**Your objective**
Single out the lines of the material that contain "Deserialize" and copy them.

**Data under study**

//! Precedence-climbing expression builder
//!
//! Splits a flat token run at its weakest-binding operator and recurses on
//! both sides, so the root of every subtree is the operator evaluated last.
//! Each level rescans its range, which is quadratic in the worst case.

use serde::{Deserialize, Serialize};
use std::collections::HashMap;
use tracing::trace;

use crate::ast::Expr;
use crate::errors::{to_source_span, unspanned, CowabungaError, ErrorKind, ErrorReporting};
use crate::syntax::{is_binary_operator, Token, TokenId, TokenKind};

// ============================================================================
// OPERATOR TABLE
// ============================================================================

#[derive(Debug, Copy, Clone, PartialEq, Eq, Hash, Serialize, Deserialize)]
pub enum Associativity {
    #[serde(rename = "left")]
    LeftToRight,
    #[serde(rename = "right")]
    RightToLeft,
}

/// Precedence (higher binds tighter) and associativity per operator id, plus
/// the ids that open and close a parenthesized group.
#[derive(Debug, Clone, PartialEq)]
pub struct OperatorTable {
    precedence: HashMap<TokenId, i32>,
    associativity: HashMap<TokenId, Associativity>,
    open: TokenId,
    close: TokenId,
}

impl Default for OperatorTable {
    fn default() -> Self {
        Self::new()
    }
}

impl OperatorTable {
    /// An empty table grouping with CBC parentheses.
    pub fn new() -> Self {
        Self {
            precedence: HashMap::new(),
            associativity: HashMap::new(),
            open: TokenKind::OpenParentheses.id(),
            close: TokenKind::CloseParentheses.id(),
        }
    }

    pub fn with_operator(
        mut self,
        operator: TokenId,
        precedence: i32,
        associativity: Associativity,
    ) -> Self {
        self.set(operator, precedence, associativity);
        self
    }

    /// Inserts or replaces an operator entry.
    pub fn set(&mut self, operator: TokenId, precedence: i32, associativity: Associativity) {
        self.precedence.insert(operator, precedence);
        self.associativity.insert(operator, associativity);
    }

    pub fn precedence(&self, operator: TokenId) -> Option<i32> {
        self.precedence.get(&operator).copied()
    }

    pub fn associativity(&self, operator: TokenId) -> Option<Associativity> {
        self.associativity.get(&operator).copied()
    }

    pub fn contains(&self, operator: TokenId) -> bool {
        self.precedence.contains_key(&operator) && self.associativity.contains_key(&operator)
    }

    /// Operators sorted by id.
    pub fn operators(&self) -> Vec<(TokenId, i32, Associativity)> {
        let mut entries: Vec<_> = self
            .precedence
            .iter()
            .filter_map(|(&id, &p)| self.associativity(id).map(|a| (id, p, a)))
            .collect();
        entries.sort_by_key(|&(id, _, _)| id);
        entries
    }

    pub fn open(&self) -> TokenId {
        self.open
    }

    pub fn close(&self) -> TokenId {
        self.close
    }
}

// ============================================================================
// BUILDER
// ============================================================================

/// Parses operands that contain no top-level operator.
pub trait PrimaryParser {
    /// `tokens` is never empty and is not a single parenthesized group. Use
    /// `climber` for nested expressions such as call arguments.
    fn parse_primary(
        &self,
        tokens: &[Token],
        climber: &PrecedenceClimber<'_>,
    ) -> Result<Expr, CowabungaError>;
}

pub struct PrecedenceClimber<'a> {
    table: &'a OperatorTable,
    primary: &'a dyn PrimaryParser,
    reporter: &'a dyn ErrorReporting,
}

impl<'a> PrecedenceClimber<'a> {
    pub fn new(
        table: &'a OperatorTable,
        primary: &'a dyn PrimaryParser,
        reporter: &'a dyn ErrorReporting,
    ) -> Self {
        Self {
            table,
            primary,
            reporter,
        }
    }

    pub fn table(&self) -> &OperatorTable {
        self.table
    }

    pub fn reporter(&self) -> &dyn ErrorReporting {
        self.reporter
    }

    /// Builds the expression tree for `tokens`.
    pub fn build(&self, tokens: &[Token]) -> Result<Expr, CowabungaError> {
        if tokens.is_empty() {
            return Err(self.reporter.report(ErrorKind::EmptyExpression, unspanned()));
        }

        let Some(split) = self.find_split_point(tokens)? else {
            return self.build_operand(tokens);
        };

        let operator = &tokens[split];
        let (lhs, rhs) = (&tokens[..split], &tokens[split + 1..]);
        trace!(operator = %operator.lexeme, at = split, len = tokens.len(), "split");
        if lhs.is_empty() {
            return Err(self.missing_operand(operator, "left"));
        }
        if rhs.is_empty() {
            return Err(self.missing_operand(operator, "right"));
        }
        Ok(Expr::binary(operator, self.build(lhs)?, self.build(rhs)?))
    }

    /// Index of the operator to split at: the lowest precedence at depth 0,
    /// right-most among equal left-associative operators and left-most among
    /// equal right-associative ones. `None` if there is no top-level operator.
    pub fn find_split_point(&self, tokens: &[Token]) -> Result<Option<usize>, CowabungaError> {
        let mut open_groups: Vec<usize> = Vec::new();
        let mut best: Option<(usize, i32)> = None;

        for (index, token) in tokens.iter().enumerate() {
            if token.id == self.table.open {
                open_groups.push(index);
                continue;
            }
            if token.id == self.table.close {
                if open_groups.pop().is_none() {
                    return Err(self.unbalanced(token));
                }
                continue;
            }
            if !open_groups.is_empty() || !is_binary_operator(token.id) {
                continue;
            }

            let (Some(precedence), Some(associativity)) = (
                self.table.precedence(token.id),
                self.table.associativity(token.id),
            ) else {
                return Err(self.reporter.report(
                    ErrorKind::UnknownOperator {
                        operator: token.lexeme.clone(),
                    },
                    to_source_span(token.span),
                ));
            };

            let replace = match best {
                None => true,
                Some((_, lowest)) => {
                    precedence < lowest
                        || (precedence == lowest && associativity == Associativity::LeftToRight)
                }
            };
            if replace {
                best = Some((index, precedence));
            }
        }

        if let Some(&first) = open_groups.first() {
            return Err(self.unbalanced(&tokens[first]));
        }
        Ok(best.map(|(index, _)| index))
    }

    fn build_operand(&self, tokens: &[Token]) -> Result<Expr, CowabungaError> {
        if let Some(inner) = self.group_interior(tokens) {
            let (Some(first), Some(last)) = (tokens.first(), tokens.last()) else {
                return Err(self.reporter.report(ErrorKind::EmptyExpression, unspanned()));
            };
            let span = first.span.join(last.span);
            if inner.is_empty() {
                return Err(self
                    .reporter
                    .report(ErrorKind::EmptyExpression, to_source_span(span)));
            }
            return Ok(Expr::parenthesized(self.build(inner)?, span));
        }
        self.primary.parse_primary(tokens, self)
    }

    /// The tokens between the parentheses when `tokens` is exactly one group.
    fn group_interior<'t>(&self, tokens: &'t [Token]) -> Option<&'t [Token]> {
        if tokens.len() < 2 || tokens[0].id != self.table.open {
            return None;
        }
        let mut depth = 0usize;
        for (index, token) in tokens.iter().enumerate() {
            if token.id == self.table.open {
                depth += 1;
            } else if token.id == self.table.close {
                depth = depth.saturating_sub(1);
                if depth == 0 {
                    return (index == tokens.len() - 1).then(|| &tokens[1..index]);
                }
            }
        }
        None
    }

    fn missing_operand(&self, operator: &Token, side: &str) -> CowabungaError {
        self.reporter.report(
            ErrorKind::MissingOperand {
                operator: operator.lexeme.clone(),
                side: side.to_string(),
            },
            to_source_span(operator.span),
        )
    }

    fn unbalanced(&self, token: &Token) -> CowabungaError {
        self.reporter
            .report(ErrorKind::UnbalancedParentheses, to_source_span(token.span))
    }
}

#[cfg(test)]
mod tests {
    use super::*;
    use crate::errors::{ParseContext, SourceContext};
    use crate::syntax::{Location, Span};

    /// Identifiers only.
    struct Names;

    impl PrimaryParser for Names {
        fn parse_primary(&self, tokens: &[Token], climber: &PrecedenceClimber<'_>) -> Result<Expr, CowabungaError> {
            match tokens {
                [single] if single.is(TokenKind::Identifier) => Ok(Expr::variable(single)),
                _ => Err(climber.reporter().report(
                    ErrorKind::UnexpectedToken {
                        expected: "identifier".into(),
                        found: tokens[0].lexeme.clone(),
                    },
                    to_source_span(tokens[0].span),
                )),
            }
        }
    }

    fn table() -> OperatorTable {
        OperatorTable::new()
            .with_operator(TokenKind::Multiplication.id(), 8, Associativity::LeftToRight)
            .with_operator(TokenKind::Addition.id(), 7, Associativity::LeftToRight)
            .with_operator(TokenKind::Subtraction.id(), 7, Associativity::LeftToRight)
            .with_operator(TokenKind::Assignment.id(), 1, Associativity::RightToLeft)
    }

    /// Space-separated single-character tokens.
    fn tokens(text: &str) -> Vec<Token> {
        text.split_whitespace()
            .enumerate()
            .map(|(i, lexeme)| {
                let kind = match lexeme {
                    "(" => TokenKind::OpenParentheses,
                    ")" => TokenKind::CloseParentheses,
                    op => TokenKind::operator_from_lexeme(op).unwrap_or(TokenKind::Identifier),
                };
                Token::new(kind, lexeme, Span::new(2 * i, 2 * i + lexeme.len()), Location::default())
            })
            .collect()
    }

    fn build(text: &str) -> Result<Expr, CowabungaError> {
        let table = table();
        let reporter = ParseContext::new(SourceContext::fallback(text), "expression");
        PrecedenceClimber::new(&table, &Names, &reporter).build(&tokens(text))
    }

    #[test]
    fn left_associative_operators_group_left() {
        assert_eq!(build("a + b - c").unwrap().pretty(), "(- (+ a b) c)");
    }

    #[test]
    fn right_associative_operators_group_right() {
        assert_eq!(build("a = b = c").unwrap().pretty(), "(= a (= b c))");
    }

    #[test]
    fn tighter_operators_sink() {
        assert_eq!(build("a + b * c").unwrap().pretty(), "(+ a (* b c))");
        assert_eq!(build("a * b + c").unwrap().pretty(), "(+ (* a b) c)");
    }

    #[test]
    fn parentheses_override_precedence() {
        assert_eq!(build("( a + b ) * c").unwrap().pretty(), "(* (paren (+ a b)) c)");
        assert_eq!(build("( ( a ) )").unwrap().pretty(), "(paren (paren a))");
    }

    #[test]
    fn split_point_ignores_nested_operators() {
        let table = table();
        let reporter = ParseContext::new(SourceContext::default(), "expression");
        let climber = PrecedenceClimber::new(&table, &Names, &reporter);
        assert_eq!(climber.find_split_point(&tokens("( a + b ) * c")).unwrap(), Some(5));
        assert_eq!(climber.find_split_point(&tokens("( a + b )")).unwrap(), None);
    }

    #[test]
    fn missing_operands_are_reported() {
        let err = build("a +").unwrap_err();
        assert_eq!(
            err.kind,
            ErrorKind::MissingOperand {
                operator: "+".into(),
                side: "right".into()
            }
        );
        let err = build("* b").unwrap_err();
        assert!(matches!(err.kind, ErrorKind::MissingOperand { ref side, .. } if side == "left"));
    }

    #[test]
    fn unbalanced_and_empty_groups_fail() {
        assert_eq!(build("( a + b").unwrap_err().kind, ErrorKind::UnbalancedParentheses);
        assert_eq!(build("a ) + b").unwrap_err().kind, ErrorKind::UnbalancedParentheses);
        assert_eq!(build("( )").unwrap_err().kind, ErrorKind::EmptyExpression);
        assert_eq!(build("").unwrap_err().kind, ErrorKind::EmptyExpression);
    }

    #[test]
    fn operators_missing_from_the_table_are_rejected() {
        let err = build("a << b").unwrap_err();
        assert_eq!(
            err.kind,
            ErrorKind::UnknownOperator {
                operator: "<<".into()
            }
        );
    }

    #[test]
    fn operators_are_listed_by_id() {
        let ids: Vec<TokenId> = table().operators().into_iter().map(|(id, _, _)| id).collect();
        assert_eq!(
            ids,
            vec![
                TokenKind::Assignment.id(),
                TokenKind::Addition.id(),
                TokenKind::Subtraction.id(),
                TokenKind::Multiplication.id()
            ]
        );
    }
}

**Task output**
use serde::{Deserialize, Serialize};
#[derive(Debug, Copy, Clone, PartialEq, Eq, Hash, Serialize, Deserialize)]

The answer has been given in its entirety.